For general aviation, the most significant changes affecting the DPE system include creating a national system for appointing and terminating designees; removing geographic restrictions limiting where DPEs can render their services; and eliminating a policy prohibiting DPEs from giving more than two tests in a single day.

Establishing a national airman certification system would allow resources to be deployed to areas “where the highest certification activity occurs,” and would manage the entire system for detection of operational risks. The restructuring will also speed up the process of initial flight instructor testing—long a source of delays—by allowing applicants to apply directly to authorized designees rather than working through a local FAA office, Oord said. The lifting of geographic limitations on DPEs and ending the two-tests-a-day cap could put more tests on a DPE’s calendar and quickly cut into the current flight testing backlog. The provisions affecting DPEs are consistent with the goals of proposals included by Sens. James Inhofe (R-Okla.) and Tammy Duckworth (D-Ill.) in the Securing and Revitalizing Aviation (SARA) Act of 2018, introduced in the Senate in July and strongly supported by AOPA. 

A regulatory rewrite will be needed to remove language that prevents the FAA from “using an individual designee in innovative ways” or in “ways not allowed before,” the FAA said.

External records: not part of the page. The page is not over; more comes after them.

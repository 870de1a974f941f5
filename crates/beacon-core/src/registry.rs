// Copyright 2025 eraflo
//
// Licensed under the Apache License, Version 2.0 (the "License");
// you may not use this file except in compliance with the License.
// You may obtain a copy of the License at
//
//     http://www.apache.org/licenses/LICENSE-2.0
//
// Unless required by applicable law or agreed to in writing, software
// distributed under the License is distributed on an "AS IS" BASIS,
// WITHOUT WARRANTIES OR CONDITIONS OF ANY KIND, either express or implied.
// See the License for the specific language governing permissions and
// limitations under the License.

//! The handler registry.
//!
//! Records are grouped per kind and key, and each group is kept sorted by
//! priority (highest first) as records are inserted. Records of equal
//! priority stay in registration order. Lookups hand out a snapshot so a
//! dispatch in progress is unaffected by registrations it triggers.

use crate::config::BusConfig;
use crate::error::RegistrationError;
use crate::handler::{Handler, HandlerKind};
use std::any::Any;
use std::borrow::Cow;
use std::collections::HashMap;
use std::fmt;
use std::rc::{Rc, Weak};

/// Identity of a registered owner instance.
///
/// Derived from the address of the owner's allocation, so two owners compare
/// equal only if they are the same object.
#[derive(Debug, Clone, Copy, PartialEq, Eq, Hash)]
pub struct OwnerId(usize);

impl OwnerId {
    /// The identity of `owner`.
    pub fn of<T: ?Sized>(owner: &Rc<T>) -> Self {
        OwnerId(Rc::as_ptr(owner) as *const () as usize)
    }
}

impl fmt::Display for OwnerId {
    fn fmt(&self, f: &mut fmt::Formatter<'_>) -> fmt::Result {
        write!(f, "{:#x}", self.0)
    }
}

/// A non-owning link from a record to the instance it belongs to.
#[derive(Clone)]
pub(crate) struct OwnerSlot {
    id: OwnerId,
    type_name: &'static str,
    instance: Weak<dyn Any>,
}

impl OwnerSlot {
    pub(crate) fn new<T: 'static>(owner: &Rc<T>) -> Self {
        let weak: Weak<T> = Rc::downgrade(owner);
        Self {
            id: OwnerId::of(owner),
            type_name: std::any::type_name::<T>(),
            instance: weak,
        }
    }

    pub(crate) fn id(&self) -> OwnerId {
        self.id
    }

    pub(crate) fn type_name(&self) -> &'static str {
        self.type_name
    }

    pub(crate) fn upgrade(&self) -> Option<Rc<dyn Any>> {
        self.instance.upgrade()
    }
}

/// One registered handler.
pub struct HandlerRecord {
    owner: Option<OwnerSlot>,
    kind: HandlerKind,
    key: Cow<'static, str>,
    priority: i32,
    name: Cow<'static, str>,
    handler: Handler,
}

impl HandlerRecord {
    pub(crate) fn new(
        owner: Option<OwnerSlot>,
        kind: HandlerKind,
        key: impl Into<Cow<'static, str>>,
        priority: i32,
        name: impl Into<Cow<'static, str>>,
        handler: Handler,
    ) -> Self {
        Self {
            owner,
            kind,
            key: key.into(),
            priority,
            name: name.into(),
            handler,
        }
    }

    /// The owner's identity, or `None` for static and free handlers.
    pub fn owner_id(&self) -> Option<OwnerId> {
        self.owner.as_ref().map(OwnerSlot::id)
    }

    /// Topic handler or request provider.
    pub fn kind(&self) -> HandlerKind {
        self.kind
    }

    /// Topic name or request type.
    pub fn key(&self) -> &str {
        &self.key
    }

    /// Dispatch priority.
    pub fn priority(&self) -> i32 {
        self.priority
    }

    /// Identity used in diagnostics.
    pub fn name(&self) -> &str {
        &self.name
    }

    /// The erased callable.
    pub fn handler(&self) -> &Handler {
        &self.handler
    }

    pub(crate) fn owner(&self) -> Option<&OwnerSlot> {
        self.owner.as_ref()
    }

    /// Owner description for diagnostics.
    pub(crate) fn owner_label(&self) -> String {
        match &self.owner {
            Some(slot) => format!("{}@{}", slot.type_name(), slot.id()),
            None => "static".to_string(),
        }
    }
}

impl fmt::Debug for HandlerRecord {
    fn fmt(&self, f: &mut fmt::Formatter<'_>) -> fmt::Result {
        f.debug_struct("HandlerRecord")
            .field("kind", &self.kind)
            .field("key", &self.key)
            .field("priority", &self.priority)
            .field("name", &self.name)
            .field("owner", &self.owner_id())
            .finish()
    }
}

/// Checks a declaration against the registration rules.
pub(crate) fn validate(
    kind: HandlerKind,
    key: &str,
    name: &str,
    handler: &Handler,
    config: &BusConfig,
) -> Result<(), RegistrationError> {
    let owned = || name.to_string();
    if key.is_empty() {
        return Err(RegistrationError::EmptyKey { name: owned() });
    }
    if !handler.takes_sender() {
        return Err(RegistrationError::MissingSender { name: owned() });
    }
    if let Some(position) = handler.misplaced_rest() {
        return Err(RegistrationError::MisplacedRest {
            name: owned(),
            position,
        });
    }
    match kind {
        HandlerKind::Topic if config.is_reserved(name) => {
            Err(RegistrationError::ReservedName { name: owned() })
        }
        HandlerKind::Provider if handler.returns().map_or(true, |r| r.is_void()) => {
            Err(RegistrationError::VoidProvider { name: owned() })
        }
        _ => Ok(()),
    }
}

type Table = HashMap<String, Vec<Rc<HandlerRecord>>>;

/// The authoritative set of handler records.
#[derive(Default)]
pub struct Registry {
    topics: Table,
    providers: Table,
}

impl Registry {
    /// Creates an empty registry.
    pub fn new() -> Self {
        Self::default()
    }

    fn table(&self, kind: HandlerKind) -> &Table {
        match kind {
            HandlerKind::Topic => &self.topics,
            HandlerKind::Provider => &self.providers,
        }
    }

    fn table_mut(&mut self, kind: HandlerKind) -> &mut Table {
        match kind {
            HandlerKind::Topic => &mut self.topics,
            HandlerKind::Provider => &mut self.providers,
        }
    }

    /// Inserts a record after every record of greater or equal priority.
    ///
    /// Records with an empty key are ignored.
    pub fn insert(&mut self, record: HandlerRecord) {
        if record.key.is_empty() {
            log::warn!("Registry: ignoring '{}' with an empty key", record.name);
            return;
        }
        log::debug!(
            "Registry: {} '{}' -> {} (priority={}, owner={})",
            record.kind,
            record.key,
            record.name,
            record.priority,
            record.owner_label()
        );
        let group = self
            .table_mut(record.kind)
            .entry(record.key.to_string())
            .or_default();
        let at = group.partition_point(|existing| existing.priority >= record.priority);
        group.insert(at, Rc::new(record));
    }

    /// All records for `key`, highest priority first.
    pub fn lookup(&self, kind: HandlerKind, key: &str) -> Vec<Rc<HandlerRecord>> {
        self.table(kind).get(key).cloned().unwrap_or_default()
    }

    /// Returns `true` if at least one record exists for `key`.
    pub fn contains(&self, kind: HandlerKind, key: &str) -> bool {
        self.table(kind).get(key).is_some_and(|group| !group.is_empty())
    }

    /// Number of records for `key`.
    pub fn count(&self, kind: HandlerKind, key: &str) -> usize {
        self.table(kind).get(key).map_or(0, Vec::len)
    }

    /// Every key with at least one record, sorted.
    pub fn keys(&self, kind: HandlerKind) -> Vec<String> {
        let mut keys: Vec<String> = self.table(kind).keys().cloned().collect();
        keys.sort();
        keys
    }

    /// Total number of records.
    pub fn len(&self) -> usize {
        self.topics.values().chain(self.providers.values()).map(Vec::len).sum()
    }

    /// Returns `true` if nothing is registered.
    pub fn is_empty(&self) -> bool {
        self.len() == 0
    }

    /// Removes every record owned by `owner`.
    ///
    /// The removed records are returned rather than dropped so the caller can
    /// release them once the registry is no longer borrowed.
    pub fn remove_owner(&mut self, owner: OwnerId) -> Vec<Rc<HandlerRecord>> {
        let mut removed = Vec::new();
        for table in [&mut self.topics, &mut self.providers] {
            for group in table.values_mut() {
                let (gone, kept): (Vec<_>, Vec<_>) = group
                    .drain(..)
                    .partition(|record| record.owner_id() == Some(owner));
                *group = kept;
                removed.extend(gone);
            }
            table.retain(|_, group| !group.is_empty());
        }
        removed
    }

    /// Drops every record.
    pub fn clear(&mut self) -> Vec<Rc<HandlerRecord>> {
        self.topics
            .drain()
            .chain(self.providers.drain())
            .flat_map(|(_, group)| group)
            .collect()
    }
}

#[cfg(test)]
mod tests {
    use super::*;

    fn record(key: &'static str, priority: i32, name: &'static str) -> HandlerRecord {
        HandlerRecord::new(
            None,
            HandlerKind::Topic,
            key,
            priority,
            name,
            Handler::topic(|_s: &dyn Any| {}),
        )
    }

    fn names(records: &[Rc<HandlerRecord>]) -> Vec<&str> {
        records.iter().map(|r| r.name()).collect()
    }

    #[test]
    fn lookup_orders_by_priority_then_registration() {
        let mut registry = Registry::new();
        registry.insert(record("t", 1, "low-a"));
        registry.insert(record("t", 10, "high"));
        registry.insert(record("t", 1, "low-b"));
        registry.insert(record("t", 5, "mid"));
        registry.insert(record("t", -3, "negative"));

        let found = registry.lookup(HandlerKind::Topic, "t");
        assert_eq!(names(&found), vec!["high", "mid", "low-a", "low-b", "negative"]);
    }

    #[test]
    fn kinds_do_not_mix() {
        let mut registry = Registry::new();
        registry.insert(record("shared", 1, "topic"));
        assert!(registry.contains(HandlerKind::Topic, "shared"));
        assert!(!registry.contains(HandlerKind::Provider, "shared"));
        assert!(registry.lookup(HandlerKind::Provider, "shared").is_empty());
    }

    #[test]
    fn empty_keys_are_never_stored() {
        let mut registry = Registry::new();
        registry.insert(record("", 1, "nameless"));
        assert!(registry.is_empty());
    }

    #[test]
    fn remove_owner_is_by_identity() {
        struct Widget;
        let a = Rc::new(Widget);
        let b = Rc::new(Widget);

        let mut registry = Registry::new();
        for (owner, name) in [(&a, "a"), (&b, "b")] {
            registry.insert(HandlerRecord::new(
                Some(OwnerSlot::new(owner)),
                HandlerKind::Topic,
                "t",
                1,
                name,
                Handler::topic(|_s: &dyn Any| {}),
            ));
        }
        registry.insert(record("other", 1, "static"));

        let removed = registry.remove_owner(OwnerId::of(&a));
        assert_eq!(removed.len(), 1);
        assert_eq!(names(&registry.lookup(HandlerKind::Topic, "t")), vec!["b"]);
        assert_eq!(registry.len(), 2);

        registry.remove_owner(OwnerId::of(&b));
        assert!(!registry.contains(HandlerKind::Topic, "t"));
        assert_eq!(registry.keys(HandlerKind::Topic), vec!["other".to_string()]);
    }

    #[test]
    fn snapshot_is_detached_from_later_changes() {
        let mut registry = Registry::new();
        registry.insert(record("t", 1, "first"));
        let snapshot = registry.lookup(HandlerKind::Topic, "t");
        registry.insert(record("t", 9, "late"));
        assert_eq!(names(&snapshot), vec!["first"]);
        assert_eq!(registry.count(HandlerKind::Topic, "t"), 2);
    }

    #[test]
    fn validation_rules() {
        let config = BusConfig::default();
        let ok = Handler::topic(|_s: &dyn Any, _n: i32| {});
        assert!(validate(HandlerKind::Topic, "t", "X::on_t", &ok, &config).is_ok());

        assert!(matches!(
            validate(HandlerKind::Topic, "", "X::on_t", &ok, &config),
            Err(RegistrationError::EmptyKey { .. })
        ));
        assert!(matches!(
            validate(HandlerKind::Topic, "t", "X::update", &ok, &config),
            Err(RegistrationError::ReservedName { .. })
        ));

        let no_sender = Handler::topic(|| {});
        assert!(matches!(
            validate(HandlerKind::Topic, "t", "X::f", &no_sender, &config),
            Err(RegistrationError::MissingSender { .. })
        ));

        let void = Handler::provider(|_r: &dyn Any| {});
        assert!(matches!(
            validate(HandlerKind::Provider, "r", "X::f", &void, &config),
            Err(RegistrationError::VoidProvider { .. })
        ));

        let provider_named_update = Handler::provider(|_r: &dyn Any| 1_u8);
        assert!(validate(HandlerKind::Provider, "r", "X::update", &provider_named_update, &config).is_ok());
    }
}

The Flight School Association of North America (FSANA), who, along with AOPA, has been working on this issue over the last two years, said the training industry could expect to see reforms taking effect soon.

“The FAA at the highest levels is committed to making major changes in policy guidance to provide relief of scheduling backlogs for airman practical tests around the country. FSANA is pleased to report that changes are coming in September 2018,” it said in a news item on its website.

Dan Namowitz

Dan Namowitz

Dan Namowitz has been writing for AOPA in a variety of capacities since 1991. He has been a flight instructor since 1990 and is a 35-year AOPA member.